Hand labor is necessary. Rosario and Oscar work with local help for activities like pruning, fertilizing, and harvest. With strong migration to the U.S., lack of local labor has become a constant challenge. But they manage thanks to the locals, who know that over many years the farm has provided a good family work environment and fair pay.
Natural Process Focus
In the post-harvest process, Rosario is focusing on developing excellent natural profiles for their coffees. She concentrates on separating her lots and varieties, providing each lot with the individual attention it requires. She prefers to continue a more traditional post-harvest approach in her natural profiles rather than utilizing additional fermentation methods.

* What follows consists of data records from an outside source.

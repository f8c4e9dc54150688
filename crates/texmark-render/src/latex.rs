//! LaTeX renderer.
//!
//! Emits a body fragment (no preamble). Assumes `hyperref`, `graphicx`,
//! `ulem` and `amssymb` are loaded by the surrounding document. Raw HTML
//! is dropped.

use std::sync::Arc;

use texmark_core::{
    ListType, Node, NodeLink, NodeValue, Options, OutputFormat, RenderContext, SyntaxExtension,
    TableAlignment,
};

use crate::extension_render;

/// Render a document as LaTeX.
pub fn render_latex(doc: &Node, options: Options, extensions: &[Arc<dyn SyntaxExtension>]) -> String {
    let mut renderer = LatexRenderer {
        ctx: RenderContext::new(options),
        extensions,
    };
    renderer.node(doc, false);
    renderer.ctx.cr();
    renderer.ctx.into_string()
}

/// Escape the characters LaTeX treats specially in running text.
pub fn escape_latex(text: &str) -> String {
    let mut out = String::with_capacity(text.len());
    for c in text.chars() {
        match c {
            '#' | '$' | '%' | '&' | '_' | '{' | '}' => {
                out.push('\\');
                out.push(c);
            }
            '~' => out.push_str("\\textasciitilde{}"),
            '^' => out.push_str("\\textasciicircum{}"),
            '\\' => out.push_str("\\textbackslash{}"),
            _ => out.push(c),
        }
    }
    out
}

/// Escape a URL for `\href` and `\url`.
fn escape_url(url: &str) -> String {
    let mut out = String::with_capacity(url.len());
    for c in url.chars() {
        if matches!(c, '%' | '#' | '{' | '}' | '\\') {
            out.push('\\');
        }
        out.push(c);
    }
    out
}

struct LatexRenderer<'e> {
    ctx: RenderContext,
    extensions: &'e [Arc<dyn SyntaxExtension>],
}

impl LatexRenderer<'_> {
    fn write(&mut self, s: &str) {
        self.ctx.write(s);
    }

    fn blocks(&mut self, node: &Node, tight: bool) {
        for (i, child) in node.children.iter().enumerate() {
            if i > 0 {
                if tight {
                    self.ctx.cr();
                } else {
                    self.ctx.blank_line();
                }
            }
            self.node(child, tight);
        }
    }

    fn inlines(&mut self, node: &Node) {
        for child in &node.children {
            self.node(child, false);
        }
    }

    fn environment(&mut self, name: &str, node: &Node, tight: bool) {
        self.ctx.cr();
        self.write(&format!("\\begin{{{name}}}\n"));
        self.blocks(node, tight);
        self.ctx.cr();
        self.write(&format!("\\end{{{name}}}"));
        self.ctx.cr();
    }

    fn node(&mut self, node: &Node, tight: bool) {
        if extension_render(self.extensions, OutputFormat::Latex, node, &mut self.ctx) {
            return;
        }

        match &node.value {
            NodeValue::Document => self.blocks(node, false),
            NodeValue::BlockQuote => self.environment("quote", node, false),
            NodeValue::List(list) => {
                let name = match list.list_type {
                    ListType::Bullet => "itemize",
                    ListType::Ordered => "enumerate",
                };
                self.ctx.cr();
                self.write(&format!("\\begin{{{name}}}\n"));
                if list.list_type == ListType::Ordered && list.start != 1 {
                    self.write(&format!("\\setcounter{{enumi}}{{{}}}\n", list.start as i64 - 1));
                }
                self.blocks(node, list.tight);
                self.ctx.cr();
                self.write(&format!("\\end{{{name}}}"));
                self.ctx.cr();
            }
            NodeValue::Item(_) => {
                self.write("\\item ");
                self.blocks(node, tight);
            }
            NodeValue::TaskItem { checked, .. } => {
                let box_symbol = if *checked { "\\boxtimes" } else { "\\square" };
                self.write(&format!("\\item[${box_symbol}$] "));
                self.blocks(node, tight);
            }
            NodeValue::HtmlBlock | NodeValue::HtmlInline => {}
            NodeValue::Heading(heading) => {
                let command = match heading.level {
                    1 => "section",
                    2 => "subsection",
                    3 => "subsubsection",
                    4 => "paragraph",
                    _ => "subparagraph",
                };
                self.write(&format!("\\{command}{{"));
                self.inlines(node);
                self.write("}");
                self.ctx.cr();
            }
            NodeValue::CodeBlock(_) => {
                self.ctx.cr();
                self.write("\\begin{verbatim}\n");
                self.write(&node.literal);
                self.ctx.cr();
                self.write("\\end{verbatim}");
                self.ctx.cr();
            }
            NodeValue::ThematicBreak => {
                self.write("\\begin{center}\\rule{3in}{0.4pt}\\end{center}");
                self.ctx.cr();
            }
            NodeValue::Paragraph => {
                self.inlines(node);
                self.ctx.cr();
            }
            NodeValue::Table(alignments) => self.table(node, alignments),
            NodeValue::TableRow(_) => self.table_row(node),
            NodeValue::TableCell => self.inlines(node),
            NodeValue::Text => self.write(&escape_latex(&node.literal)),
            NodeValue::SoftBreak => {
                let options = self.ctx.options();
                if options.contains(Options::HARDBREAKS) {
                    self.write("\\\\\n");
                } else if options.contains(Options::NOBREAKS) {
                    self.write(" ");
                } else {
                    self.write("\n");
                }
            }
            NodeValue::LineBreak => self.write("\\\\\n"),
            NodeValue::Code | NodeValue::Math(_) => {
                self.write("\\texttt{");
                self.write(&escape_latex(&node.literal));
                self.write("}");
            }
            NodeValue::Emph => self.command("emph", node),
            NodeValue::Strong => self.command("textbf", node),
            NodeValue::Strikethrough => self.command("sout", node),
            NodeValue::Link(link) => self.link(node, link),
            NodeValue::Image(link) => {
                self.write("\\protect\\includegraphics{");
                self.write(&escape_url(&link.url));
                self.write("}");
            }
        }
    }

    /// `tabular` with a rule under the header row.
    fn table(&mut self, node: &Node, alignments: &[TableAlignment]) {
        let columns: String = alignments
            .iter()
            .map(|align| match align {
                TableAlignment::Center => 'c',
                TableAlignment::Right => 'r',
                TableAlignment::None | TableAlignment::Left => 'l',
            })
            .collect();
        self.ctx.cr();
        self.write(&format!("\\begin{{tabular}}{{{columns}}}\n"));
        for row in &node.children {
            self.table_row(row);
            if row.value == NodeValue::TableRow(true) {
                self.write("\\hline\n");
            }
        }
        self.write("\\end{tabular}");
        self.ctx.cr();
    }

    fn table_row(&mut self, row: &Node) {
        for (i, cell) in row.children.iter().enumerate() {
            if i > 0 {
                self.write(" & ");
            }
            self.inlines(cell);
        }
        self.write(" \\\\\n");
    }

    fn command(&mut self, name: &str, node: &Node) {
        self.write(&format!("\\{name}{{"));
        self.inlines(node);
        self.write("}");
    }

    fn link(&mut self, node: &Node, link: &NodeLink) {
        let url = escape_url(&link.url);
        if node.text_content() == link.url {
            self.write(&format!("\\url{{{url}}}"));
            return;
        }
        self.write(&format!("\\href{{{url}}}{{"));
        self.inlines(node);
        self.write("}");
    }
}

Rosario has prepared some washed lots by traditional mill, including Bourbon, in small quantities on the farm. For the moment, she is focusing on naturals, though she may invest in more efficient wet mill equipment further down the line.
A New Market Approach
Rosario's grandparents and parents for two generations turned their coffee harvest over to local mills in parchment and never gave thought to where it eventually went. But times change—the cost of raising quality differentiated coffee is more elevated than commercial quality, and local mills pay poorly without recognizing the extra effort needed for differentiated coffees.
Santa Clara farm is better equipped to produce quality differentiated coffees and will do better not selling to the commercial market. Rosario met Patty Heffron several years ago and asked if Patty could help her develop a market for her natural varieties. That's how we started working together, developing the market in Michigan for quality single-source differentiated coffee.
Farm Details
Farm: Finca Santa Clara
Growers: Rosario Lemus, brother Oscar, and the Lemus family
Country: Guatemala
Region: Santa Rosa, Mataquescuintla
Altitude: 5,200 – 5,900 feet
Varieties: Maragogype, Bourbon, Catuaí, Caturra, Pache Colis
Processes: Mostly natural, some washed
Years Active: 3 generations since the early 1960s
Taste Their Story
Every cup from Finca Santa Clara represents three generations of honest work, dedication to quality, and the Lemus family's commitment to their land and community.